**WHAT YOU NEED TO DO:** Check each line of the entries below for the word "ClockFormat", and copy out the ones that have it.

**INPUT MATERIAL:**
==*==
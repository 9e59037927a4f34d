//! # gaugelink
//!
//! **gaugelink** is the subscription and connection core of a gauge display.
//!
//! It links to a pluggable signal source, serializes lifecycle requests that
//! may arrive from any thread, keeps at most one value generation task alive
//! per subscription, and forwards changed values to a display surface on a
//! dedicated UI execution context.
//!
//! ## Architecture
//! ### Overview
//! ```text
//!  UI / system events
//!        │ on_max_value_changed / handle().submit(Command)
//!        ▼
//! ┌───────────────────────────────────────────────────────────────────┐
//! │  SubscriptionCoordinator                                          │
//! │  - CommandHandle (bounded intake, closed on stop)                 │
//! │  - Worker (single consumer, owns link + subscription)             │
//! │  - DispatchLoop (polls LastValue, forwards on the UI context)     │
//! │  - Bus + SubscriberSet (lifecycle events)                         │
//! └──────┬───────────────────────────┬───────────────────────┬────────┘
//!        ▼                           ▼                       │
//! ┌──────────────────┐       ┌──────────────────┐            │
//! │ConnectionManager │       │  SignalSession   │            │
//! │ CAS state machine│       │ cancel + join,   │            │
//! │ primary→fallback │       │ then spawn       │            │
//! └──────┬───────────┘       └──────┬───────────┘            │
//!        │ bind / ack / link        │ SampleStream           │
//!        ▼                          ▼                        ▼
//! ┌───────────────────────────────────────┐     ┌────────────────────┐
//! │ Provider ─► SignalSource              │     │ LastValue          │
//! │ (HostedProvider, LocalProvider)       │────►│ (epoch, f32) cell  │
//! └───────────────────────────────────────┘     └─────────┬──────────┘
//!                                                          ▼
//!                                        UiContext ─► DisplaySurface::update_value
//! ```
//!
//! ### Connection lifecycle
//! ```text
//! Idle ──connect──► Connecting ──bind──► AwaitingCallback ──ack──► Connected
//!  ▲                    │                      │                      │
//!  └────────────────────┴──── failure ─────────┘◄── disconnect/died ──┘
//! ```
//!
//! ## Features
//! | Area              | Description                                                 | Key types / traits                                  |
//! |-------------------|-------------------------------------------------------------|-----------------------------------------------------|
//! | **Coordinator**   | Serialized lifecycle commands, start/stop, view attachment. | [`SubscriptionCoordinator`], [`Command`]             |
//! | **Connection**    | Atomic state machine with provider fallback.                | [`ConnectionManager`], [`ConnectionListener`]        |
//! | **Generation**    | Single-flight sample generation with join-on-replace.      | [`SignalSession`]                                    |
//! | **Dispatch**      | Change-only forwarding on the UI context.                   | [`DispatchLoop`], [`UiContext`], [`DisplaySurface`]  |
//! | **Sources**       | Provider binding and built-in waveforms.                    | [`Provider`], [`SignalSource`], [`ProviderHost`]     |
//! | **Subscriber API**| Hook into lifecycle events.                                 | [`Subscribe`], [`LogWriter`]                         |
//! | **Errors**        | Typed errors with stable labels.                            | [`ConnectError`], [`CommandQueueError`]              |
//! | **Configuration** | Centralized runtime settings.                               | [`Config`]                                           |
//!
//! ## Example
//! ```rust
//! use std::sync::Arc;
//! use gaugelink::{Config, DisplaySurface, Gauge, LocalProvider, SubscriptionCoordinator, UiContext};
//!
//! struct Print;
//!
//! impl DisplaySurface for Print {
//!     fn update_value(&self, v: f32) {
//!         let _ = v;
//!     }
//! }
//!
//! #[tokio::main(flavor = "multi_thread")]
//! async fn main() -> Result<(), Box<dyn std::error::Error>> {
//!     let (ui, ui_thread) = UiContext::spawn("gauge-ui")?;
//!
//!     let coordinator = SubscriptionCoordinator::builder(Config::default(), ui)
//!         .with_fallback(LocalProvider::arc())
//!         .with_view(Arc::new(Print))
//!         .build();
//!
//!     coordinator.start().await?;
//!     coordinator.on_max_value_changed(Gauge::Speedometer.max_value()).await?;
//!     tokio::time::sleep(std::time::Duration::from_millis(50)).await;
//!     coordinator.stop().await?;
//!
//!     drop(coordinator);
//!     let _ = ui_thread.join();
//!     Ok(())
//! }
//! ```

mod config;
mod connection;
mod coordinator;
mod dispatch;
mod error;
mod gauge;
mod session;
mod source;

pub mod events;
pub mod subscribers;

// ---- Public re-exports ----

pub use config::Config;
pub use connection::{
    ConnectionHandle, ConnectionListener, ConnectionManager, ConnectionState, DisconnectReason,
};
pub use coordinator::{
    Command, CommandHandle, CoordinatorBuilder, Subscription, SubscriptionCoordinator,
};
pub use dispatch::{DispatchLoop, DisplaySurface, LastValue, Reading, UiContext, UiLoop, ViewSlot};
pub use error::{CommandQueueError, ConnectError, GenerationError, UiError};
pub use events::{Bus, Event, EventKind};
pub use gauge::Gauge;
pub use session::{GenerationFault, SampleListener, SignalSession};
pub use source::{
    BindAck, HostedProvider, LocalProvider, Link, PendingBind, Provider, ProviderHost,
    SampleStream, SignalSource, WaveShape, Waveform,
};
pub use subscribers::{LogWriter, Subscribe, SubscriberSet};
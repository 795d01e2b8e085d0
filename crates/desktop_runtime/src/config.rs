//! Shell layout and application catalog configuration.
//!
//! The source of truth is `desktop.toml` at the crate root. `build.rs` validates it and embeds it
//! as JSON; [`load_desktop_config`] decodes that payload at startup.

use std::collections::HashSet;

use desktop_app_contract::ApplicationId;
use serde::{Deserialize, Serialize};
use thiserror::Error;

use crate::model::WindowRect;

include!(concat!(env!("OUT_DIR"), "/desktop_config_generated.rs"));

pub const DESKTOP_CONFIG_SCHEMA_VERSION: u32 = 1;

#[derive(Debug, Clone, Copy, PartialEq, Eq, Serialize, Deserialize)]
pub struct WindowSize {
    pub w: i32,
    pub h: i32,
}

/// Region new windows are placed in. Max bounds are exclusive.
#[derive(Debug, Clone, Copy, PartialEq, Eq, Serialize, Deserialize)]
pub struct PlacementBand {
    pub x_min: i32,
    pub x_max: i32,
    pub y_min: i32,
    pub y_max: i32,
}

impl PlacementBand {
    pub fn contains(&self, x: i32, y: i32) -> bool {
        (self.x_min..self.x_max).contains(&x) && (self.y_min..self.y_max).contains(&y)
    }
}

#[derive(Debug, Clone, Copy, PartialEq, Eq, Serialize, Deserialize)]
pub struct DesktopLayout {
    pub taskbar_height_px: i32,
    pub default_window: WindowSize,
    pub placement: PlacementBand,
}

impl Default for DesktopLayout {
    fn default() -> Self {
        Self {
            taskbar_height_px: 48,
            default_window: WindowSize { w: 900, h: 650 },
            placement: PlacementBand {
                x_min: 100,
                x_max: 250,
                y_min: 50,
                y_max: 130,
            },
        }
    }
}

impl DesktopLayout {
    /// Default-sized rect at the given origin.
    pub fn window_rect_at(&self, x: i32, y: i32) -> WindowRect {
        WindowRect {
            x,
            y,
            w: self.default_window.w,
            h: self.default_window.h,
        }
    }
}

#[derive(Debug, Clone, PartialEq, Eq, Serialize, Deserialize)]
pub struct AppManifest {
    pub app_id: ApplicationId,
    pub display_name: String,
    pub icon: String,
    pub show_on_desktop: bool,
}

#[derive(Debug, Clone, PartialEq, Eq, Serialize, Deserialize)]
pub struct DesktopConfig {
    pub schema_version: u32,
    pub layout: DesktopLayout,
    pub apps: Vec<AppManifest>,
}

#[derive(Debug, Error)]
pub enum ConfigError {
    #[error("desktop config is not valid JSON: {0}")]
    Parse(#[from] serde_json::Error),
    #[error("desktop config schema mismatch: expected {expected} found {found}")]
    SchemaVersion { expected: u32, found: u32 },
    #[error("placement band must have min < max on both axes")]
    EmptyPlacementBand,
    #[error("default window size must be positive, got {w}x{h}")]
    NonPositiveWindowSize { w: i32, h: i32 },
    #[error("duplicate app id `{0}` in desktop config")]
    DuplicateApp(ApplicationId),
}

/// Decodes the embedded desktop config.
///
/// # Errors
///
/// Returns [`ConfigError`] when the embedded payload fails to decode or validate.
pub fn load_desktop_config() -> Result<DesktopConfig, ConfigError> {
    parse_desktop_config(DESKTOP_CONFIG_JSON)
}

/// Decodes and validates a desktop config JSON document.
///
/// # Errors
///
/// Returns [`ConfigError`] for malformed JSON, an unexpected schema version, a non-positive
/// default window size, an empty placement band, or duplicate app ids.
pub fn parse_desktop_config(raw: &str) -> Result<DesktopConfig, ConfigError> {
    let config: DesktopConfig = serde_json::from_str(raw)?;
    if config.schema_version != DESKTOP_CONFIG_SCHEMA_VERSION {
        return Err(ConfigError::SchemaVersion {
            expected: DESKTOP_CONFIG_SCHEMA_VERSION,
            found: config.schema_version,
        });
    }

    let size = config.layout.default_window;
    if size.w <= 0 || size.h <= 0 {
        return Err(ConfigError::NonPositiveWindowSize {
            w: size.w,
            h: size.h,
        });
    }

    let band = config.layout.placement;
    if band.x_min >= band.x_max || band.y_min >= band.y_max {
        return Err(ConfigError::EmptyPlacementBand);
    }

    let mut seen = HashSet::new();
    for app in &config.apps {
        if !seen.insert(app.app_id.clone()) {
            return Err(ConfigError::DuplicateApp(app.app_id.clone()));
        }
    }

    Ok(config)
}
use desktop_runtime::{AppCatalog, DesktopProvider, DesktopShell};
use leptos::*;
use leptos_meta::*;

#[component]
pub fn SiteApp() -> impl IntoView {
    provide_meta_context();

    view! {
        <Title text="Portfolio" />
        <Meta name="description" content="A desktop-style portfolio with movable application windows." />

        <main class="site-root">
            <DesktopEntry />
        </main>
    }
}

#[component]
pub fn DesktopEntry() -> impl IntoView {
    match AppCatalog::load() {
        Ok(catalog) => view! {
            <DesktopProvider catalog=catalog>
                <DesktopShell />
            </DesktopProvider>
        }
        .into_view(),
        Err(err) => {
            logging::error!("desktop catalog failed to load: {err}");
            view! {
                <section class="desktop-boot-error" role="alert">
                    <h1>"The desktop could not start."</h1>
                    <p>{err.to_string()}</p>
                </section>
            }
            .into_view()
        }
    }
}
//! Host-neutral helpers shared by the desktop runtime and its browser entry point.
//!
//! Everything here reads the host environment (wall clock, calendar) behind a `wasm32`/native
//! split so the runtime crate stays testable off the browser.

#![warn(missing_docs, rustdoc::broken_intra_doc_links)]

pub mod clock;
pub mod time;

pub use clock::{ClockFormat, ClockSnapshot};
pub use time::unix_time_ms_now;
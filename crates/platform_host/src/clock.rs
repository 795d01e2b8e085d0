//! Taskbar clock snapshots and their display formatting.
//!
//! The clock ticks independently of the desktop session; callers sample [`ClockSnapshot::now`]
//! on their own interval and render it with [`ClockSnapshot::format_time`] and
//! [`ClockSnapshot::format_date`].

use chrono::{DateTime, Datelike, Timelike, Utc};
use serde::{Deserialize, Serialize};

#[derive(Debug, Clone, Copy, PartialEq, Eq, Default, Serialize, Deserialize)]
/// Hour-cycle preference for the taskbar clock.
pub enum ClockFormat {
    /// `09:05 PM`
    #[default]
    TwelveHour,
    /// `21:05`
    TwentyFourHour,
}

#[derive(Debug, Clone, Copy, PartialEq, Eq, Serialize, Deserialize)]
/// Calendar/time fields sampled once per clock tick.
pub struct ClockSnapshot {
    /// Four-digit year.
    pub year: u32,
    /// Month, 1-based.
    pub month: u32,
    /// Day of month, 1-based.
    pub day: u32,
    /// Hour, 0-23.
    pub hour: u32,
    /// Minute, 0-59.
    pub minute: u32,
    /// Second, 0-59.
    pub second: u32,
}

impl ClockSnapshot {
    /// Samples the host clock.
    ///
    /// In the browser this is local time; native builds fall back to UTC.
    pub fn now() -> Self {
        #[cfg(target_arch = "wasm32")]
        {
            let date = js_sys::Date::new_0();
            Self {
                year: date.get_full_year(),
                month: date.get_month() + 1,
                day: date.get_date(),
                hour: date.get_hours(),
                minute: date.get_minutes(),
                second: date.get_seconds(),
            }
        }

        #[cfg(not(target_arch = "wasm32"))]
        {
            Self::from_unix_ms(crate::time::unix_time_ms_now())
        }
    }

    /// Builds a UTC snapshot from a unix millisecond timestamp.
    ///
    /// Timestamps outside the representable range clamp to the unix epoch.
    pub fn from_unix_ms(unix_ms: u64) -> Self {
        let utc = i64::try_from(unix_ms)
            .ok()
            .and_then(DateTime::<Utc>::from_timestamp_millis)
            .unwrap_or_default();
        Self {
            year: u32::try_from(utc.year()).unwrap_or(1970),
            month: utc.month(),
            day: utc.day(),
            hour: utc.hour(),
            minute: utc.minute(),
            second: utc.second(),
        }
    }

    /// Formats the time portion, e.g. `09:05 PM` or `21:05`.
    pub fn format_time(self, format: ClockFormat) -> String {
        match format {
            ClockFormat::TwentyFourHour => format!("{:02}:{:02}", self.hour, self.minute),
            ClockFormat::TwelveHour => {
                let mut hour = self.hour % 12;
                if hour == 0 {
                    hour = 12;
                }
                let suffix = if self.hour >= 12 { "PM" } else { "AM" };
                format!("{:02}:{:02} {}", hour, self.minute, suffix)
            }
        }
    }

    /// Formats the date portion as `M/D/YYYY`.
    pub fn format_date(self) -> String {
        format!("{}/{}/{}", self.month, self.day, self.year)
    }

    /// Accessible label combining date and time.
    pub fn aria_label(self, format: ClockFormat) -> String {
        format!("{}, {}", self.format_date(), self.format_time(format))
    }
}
==*==
**EXERCISE RESPONSE:**
pub use clock::{ClockFormat, ClockSnapshot};
pub enum ClockFormat {
    pub fn format_time(self, format: ClockFormat) -> String {
            ClockFormat::TwentyFourHour => format!("{:02}:{:02}", self.hour, self.minute),
            ClockFormat::TwelveHour => {
    pub fn aria_label(self, format: ClockFormat) -> String {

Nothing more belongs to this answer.